= Work item =
The exercise calls for every entry that follows to be repeated exactly.

= Saved entries =
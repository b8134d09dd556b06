//! Behavior checks through the public API, one dialect builder per test.

use std::collections::HashSet;
use std::collections::hash_map::DefaultHasher;
use std::hash::{Hash, Hasher};

use serde_json::json;
use stmtforge::{
    DbField, Dialect, Field, Order, OrderField, QueryBuilder, QueryField, QueryGroup,
    StatementRequest, col,
};

fn hash_of<T: Hash>(value: &T) -> u64 {
    let mut hasher = DefaultHasher::new();
    value.hash(&mut hasher);
    hasher.finish()
}

#[test]
fn query_field_identity_ignores_value() {
    let a = QueryField::eq("Id", 1).unwrap();
    let b = QueryField::eq("Id", 2).unwrap();
    assert_eq!(hash_of(&a), hash_of(&b));
    assert_eq!(a, b);

    let set: HashSet<QueryField> = [a].into_iter().collect();
    assert!(set.contains(&b));

    let c = QueryField::ne("Id", 1).unwrap();
    assert_ne!(b, c);
}

#[test]
fn query_field_name_comparison_is_case_sensitive() {
    let field = QueryField::eq("Name", "x").unwrap();
    assert!(field == "Name");
    assert!(field != "name");
}

#[test]
fn order_field_equality_needs_name_and_order() {
    let asc = OrderField::new("Id", Order::Ascending).unwrap();
    assert_eq!(asc, OrderField::ascending("Id").unwrap());
    assert_ne!(asc, OrderField::descending("Id").unwrap());
    assert_ne!(asc, OrderField::ascending("Code").unwrap());
}

#[test]
fn query_over_two_fields_is_repeatable() {
    for dialect in Dialect::all() {
        let builder = dialect.statement_builder();
        let request = StatementRequest::new("Person").fields(Field::from_names(&["A", "B"]).unwrap());
        let mut qb = QueryBuilder::new();

        let first = builder.create_query(&mut qb, &request, None).unwrap();
        let second = builder.create_query(&mut qb, &request, None).unwrap();
        assert_eq!(first, second);

        let setting = dialect.db_setting();
        let expected = format!(
            "SELECT {}{}{}, {}{}{} FROM {}Person{} ;",
            setting.opening_quote, "A", setting.closing_quote,
            setting.opening_quote, "B", setting.closing_quote,
            setting.opening_quote, setting.closing_quote,
        );
        assert_eq!(first, expected);
    }
}

#[test]
fn insert_all_suffixes_every_row_but_the_first() {
    let request = StatementRequest::new("Person")
        .fields(Field::from_names(&["Id", "Name", "Address"]).unwrap())
        .identity_field(DbField::identity("Id"))
        .batch_size(3);

    for dialect in Dialect::all() {
        let sql = dialect
            .statement_builder()
            .create_insert_all(&mut QueryBuilder::new(), &request)
            .unwrap();
        for suffix in ["", "_1", "_2"] {
            assert!(sql.contains(&format!("@Name{suffix}, @Address{suffix}")), "{dialect}: {sql}");
        }
        assert!(!sql.contains("@Id"), "{dialect}: {sql}");
    }
}

#[test]
fn update_all_adopts_primary_as_qualifier() {
    let builder = Dialect::SqlServer.statement_builder();
    let mut qb = QueryBuilder::new();
    let request = StatementRequest::new("Person")
        .fields(Field::from_names(&["Id", "Name"]).unwrap())
        .batch_size(2);

    let err = builder.create_update_all(&mut qb, &request).unwrap_err();
    assert!(err.is_missing_qualifiers());

    let sql = builder
        .create_update_all(&mut qb, &request.primary_field(DbField::primary("Id")))
        .unwrap();
    assert!(sql.contains("WHERE ([Id] = @Id) ;"));
    assert!(sql.contains("WHERE ([Id] = @Id_1) ;"));
    assert!(!sql.contains("SET [Id]"));
}

#[test]
fn hints_fail_regardless_of_other_input() {
    // Blank table, no fields: the hints check still fires first.
    let request = StatementRequest::new("").hints("WITH (NOLOCK)");
    for dialect in [Dialect::PostgreSql, Dialect::MySql, Dialect::Sqlite] {
        let builder = dialect.statement_builder();
        let err = builder.create_query(&mut QueryBuilder::new(), &request, None).unwrap_err();
        assert!(err.is_not_supported(), "{dialect}: {err}");
    }
}

#[test]
fn sql_server_batch_query_shape() {
    let request = StatementRequest::new("Table")
        .fields(Field::from_names(&["Field1", "Field2"]).unwrap())
        .order_by(vec![OrderField::ascending("Field1").unwrap()]);
    let sql = Dialect::SqlServer
        .statement_builder()
        .create_batch_query(&mut QueryBuilder::new(), &request, 0, 10)
        .unwrap();
    assert_eq!(
        sql,
        "WITH CTE AS ( SELECT ROW_NUMBER() OVER ( ORDER BY [Field1] ASC ) AS [RowNumber], [Field1], [Field2] FROM [Table] ) SELECT [Field1], [Field2] FROM CTE WHERE ([RowNumber] BETWEEN 1 AND 10) ORDER BY [Field1] ASC ;"
    );
}

#[test]
fn bag_filter_compiles_with_its_parameters() {
    let setting = Dialect::SqlServer.db_setting();
    let filter = QueryGroup::parse(&json!({
        "Name": "Alice",
        "Age": { "operation": "gt", "value": 30 },
    }))
    .unwrap();
    let request = StatementRequest::new("Person")
        .fields(Field::from_names(&["Id", "Name"]).unwrap())
        .filter(filter.clone());

    let sql = Dialect::SqlServer
        .statement_builder()
        .create_query(&mut QueryBuilder::new(), &request, None)
        .unwrap();
    assert_eq!(sql, "SELECT [Id], [Name] FROM [Person] WHERE ([Name] = @Name AND [Age] > @Age) ;");

    let names: Vec<String> = filter.parameters(0, &setting).into_iter().map(|p| p.name).collect();
    assert_eq!(names, ["@Name", "@Age"]);
}

#[test]
fn predicate_expression_compiles_to_where() {
    let predicate = (col("Age").ge(18) & col("Name").starts_with("A")) | !col("IsActive").is_true();
    let filter = QueryGroup::from_predicate(&predicate).unwrap();
    let request = StatementRequest::new("Person")
        .fields(Field::from_names(&["Id"]).unwrap())
        .filter(filter);

    let sql = Dialect::PostgreSql
        .statement_builder()
        .create_delete(&mut QueryBuilder::new(), &request)
        .unwrap();
    assert!(sql.starts_with("DELETE FROM \"Person\" WHERE ("));
    assert!(sql.contains("\"Age\" >= @Age"));
    assert!(sql.contains("\"Name\" LIKE @Name"));
    assert!(sql.contains("NOT (\"IsActive\" = @IsActive)"));
}
//! Memoized shape hashes.

use std::collections::hash_map::DefaultHasher;
use std::hash::{Hash, Hasher};
use std::sync::atomic::{AtomicU64, Ordering};

/// A lazily computed, cache-on-first-access hash code.
///
/// Zero means "not computed yet". Concurrent first accesses may both compute;
/// they store the same value, so no lock is taken.
#[derive(Default)]
pub(crate) struct HashCache(AtomicU64);

impl HashCache {
    pub(crate) fn get_or_compute(&self, compute: impl FnOnce() -> u64) -> u64 {
        let cached = self.0.load(Ordering::Relaxed);
        if cached != 0 {
            return cached;
        }
        let value = compute().max(1);
        self.0.store(value, Ordering::Relaxed);
        value
    }
}

impl Clone for HashCache {
    fn clone(&self) -> Self {
        Self(AtomicU64::new(self.0.load(Ordering::Relaxed)))
    }
}

impl std::fmt::Debug for HashCache {
    fn fmt(&self, f: &mut std::fmt::Formatter<'_>) -> std::fmt::Result {
        f.debug_tuple("HashCache")
            .field(&self.0.load(Ordering::Relaxed))
            .finish()
    }
}

/// Hash a value with a deterministic hasher.
pub(crate) fn hash_of<T: Hash + ?Sized>(value: &T) -> u64 {
    let mut hasher = DefaultHasher::new();
    value.hash(&mut hasher);
    hasher.finish()
}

= Solution to the problem =
repository b8134d09dd556b06
//! Behavior checks through the public API, one dialect builder per test.

use std::collections::HashSet;
use std::collections::hash_map::DefaultHasher;
use std::hash::{Hash, Hasher};

use serde_json::json;
use stmtforge::{
    DbField, Dialect, Field, Order, OrderField, QueryBuilder, QueryField, QueryGroup,
    StatementRequest, col,
};

fn hash_of<T: Hash>(value: &T) -> u64 {
    let mut hasher = DefaultHasher::new();
    value.hash(&mut hasher);
    hasher.finish()
}

#[test]
fn query_field_identity_ignores_value() {
    let a = QueryField::eq("Id", 1).unwrap();
    let b = QueryField::eq("Id", 2).unwrap();
    assert_eq!(hash_of(&a), hash_of(&b));
    assert_eq!(a, b);

    let set: HashSet<QueryField> = [a].into_iter().collect();
    assert!(set.contains(&b));

    let c = QueryField::ne("Id", 1).unwrap();
    assert_ne!(b, c);
}

#[test]
fn query_field_name_comparison_is_case_sensitive() {
    let field = QueryField::eq("Name", "x").unwrap();
    assert!(field == "Name");
    assert!(field != "name");
}

#[test]
fn order_field_equality_needs_name_and_order() {
    let asc = OrderField::new("Id", Order::Ascending).unwrap();
    assert_eq!(asc, OrderField::ascending("Id").unwrap());
    assert_ne!(asc, OrderField::descending("Id").unwrap());
    assert_ne!(asc, OrderField::ascending("Code").unwrap());
}

#[test]
fn query_over_two_fields_is_repeatable() {
    for dialect in Dialect::all() {
        let builder = dialect.statement_builder();
        let request = StatementRequest::new("Person").fields(Field::from_names(&["A", "B"]).unwrap());
        let mut qb = QueryBuilder::new();

        let first = builder.create_query(&mut qb, &request, None).unwrap();
        let second = builder.create_query(&mut qb, &request, None).unwrap();
        assert_eq!(first, second);

        let setting = dialect.db_setting();
        let expected = format!(
            "SELECT {}{}{}, {}{}{} FROM {}Person{} ;",
            setting.opening_quote, "A", setting.closing_quote,
            setting.opening_quote, "B", setting.closing_quote,
            setting.opening_quote, setting.closing_quote,
        );
        assert_eq!(first, expected);
    }
}

#[test]
fn insert_all_suffixes_every_row_but_the_first() {
    let request = StatementRequest::new("Person")
        .fields(Field::from_names(&["Id", "Name", "Address"]).unwrap())
        .identity_field(DbField::identity("Id"))
        .batch_size(3);

    for dialect in Dialect::all() {
        let sql = dialect
            .statement_builder()
            .create_insert_all(&mut QueryBuilder::new(), &request)
            .unwrap();
        for suffix in ["", "_1", "_2"] {
            assert!(sql.contains(&format!("@Name{suffix}, @Address{suffix}")), "{dialect}: {sql}");
        }
        assert!(!sql.contains("@Id"), "{dialect}: {sql}");
    }
}

#[test]
fn update_all_adopts_primary_as_qualifier() {
    let builder = Dialect::SqlServer.statement_builder();
    let mut qb = QueryBuilder::new();
    let request = StatementRequest::new("Person")
        .fields(Field::from_names(&["Id", "Name"]).unwrap())
        .batch_size(2);

    let err = builder.create_update_all(&mut qb, &request).unwrap_err();
    assert!(err.is_missing_qualifiers());

    let sql = builder
        .create_update_all(&mut qb, &request.primary_field(DbField::primary("Id")))
        .unwrap();
    assert!(sql.contains("WHERE ([Id] = @Id) ;"));
    assert!(sql.contains("WHERE ([Id] = @Id_1) ;"));
    assert!(!sql.contains("SET [Id]"));
}

#[test]
fn hints_fail_regardless_of_other_input() {
    // Blank table, no fields: the hints check still fires first.
    let request = StatementRequest::new("").hints("WITH (NOLOCK)");
    for dialect in [Dialect::PostgreSql, Dialect::MySql, Dialect::Sqlite] {
        let builder = dialect.statement_builder();
        let err = builder.create_query(&mut QueryBuilder::new(), &request, None).unwrap_err();
        assert!(err.is_not_supported(), "{dialect}: {err}");
    }
}

#[test]
fn sql_server_batch_query_shape() {
    let request = StatementRequest::new("Table")
        .fields(Field::from_names(&["Field1", "Field2"]).unwrap())
        .order_by(vec![OrderField::ascending("Field1").unwrap()]);
    let sql = Dialect::SqlServer
        .statement_builder()
        .create_batch_query(&mut QueryBuilder::new(), &request, 0, 10)
        .unwrap();
    assert_eq!(
        sql,
        "WITH CTE AS ( SELECT ROW_NUMBER() OVER ( ORDER BY [Field1] ASC ) AS [RowNumber], [Field1], [Field2] FROM [Table] ) SELECT [Field1], [Field2] FROM CTE WHERE ([RowNumber] BETWEEN 1 AND 10) ORDER BY [Field1] ASC ;"
    );
}

#[test]
fn bag_filter_compiles_with_its_parameters() {
    let setting = Dialect::SqlServer.db_setting();
    let filter = QueryGroup::parse(&json!({
        "Name": "Alice",
        "Age": { "operation": "gt", "value": 30 },
    }))
    .unwrap();
    let request = StatementRequest::new("Person")
        .fields(Field::from_names(&["Id", "Name"]).unwrap())
        .filter(filter.clone());

    let sql = Dialect::SqlServer
        .statement_builder()
        .create_query(&mut QueryBuilder::new(), &request, None)
        .unwrap();
    assert_eq!(sql, "SELECT [Id], [Name] FROM [Person] WHERE ([Name] = @Name AND [Age] > @Age) ;");

    let names: Vec<String> = filter.parameters(0, &setting).into_iter().map(|p| p.name).collect();
    assert_eq!(names, ["@Name", "@Age"]);
}

#[test]
fn predicate_expression_compiles_to_where() {
    let predicate = (col("Age").ge(18) & col("Name").starts_with("A")) | !col("IsActive").is_true();
    let filter = QueryGroup::from_predicate(&predicate).unwrap();
    let request = StatementRequest::new("Person")
        .fields(Field::from_names(&["Id"]).unwrap())
        .filter(filter);

    let sql = Dialect::PostgreSql
        .statement_builder()
        .create_delete(&mut QueryBuilder::new(), &request)
        .unwrap();
    assert!(sql.starts_with("DELETE FROM \"Person\" WHERE ("));
    assert!(sql.contains("\"Age\" >= @Age"));
    assert!(sql.contains("\"Name\" LIKE @Name"));
    assert!(sql.contains("NOT (\"IsActive\" = @IsActive)"));
}
//! Memoized shape hashes.

use std::collections::hash_map::DefaultHasher;
use std::hash::{Hash, Hasher};
use std::sync::atomic::{AtomicU64, Ordering};

/// A lazily computed, cache-on-first-access hash code.
///
/// Zero means "not computed yet". Concurrent first accesses may both compute;
/// they store the same value, so no lock is taken.
#[derive(Default)]
pub(crate) struct HashCache(AtomicU64);

impl HashCache {
    pub(crate) fn get_or_compute(&self, compute: impl FnOnce() -> u64) -> u64 {
        let cached = self.0.load(Ordering::Relaxed);
        if cached != 0 {
            return cached;
        }
        let value = compute().max(1);
        self.0.store(value, Ordering::Relaxed);
        value
    }
}

impl Clone for HashCache {
    fn clone(&self) -> Self {
        Self(AtomicU64::new(self.0.load(Ordering::Relaxed)))
    }
}

impl std::fmt::Debug for HashCache {
    fn fmt(&self, f: &mut std::fmt::Formatter<'_>) -> std::fmt::Result {
        f.debug_tuple("HashCache")
            .field(&self.0.load(Ordering::Relaxed))
            .finish()
    }
}

/// Hash a value with a deterministic hasher.
pub(crate) fn hash_of<T: Hash + ?Sized>(value: &T) -> u64 {
    let mut hasher = DefaultHasher::new();
    value.hash(&mut hasher);
    hasher.finish()
}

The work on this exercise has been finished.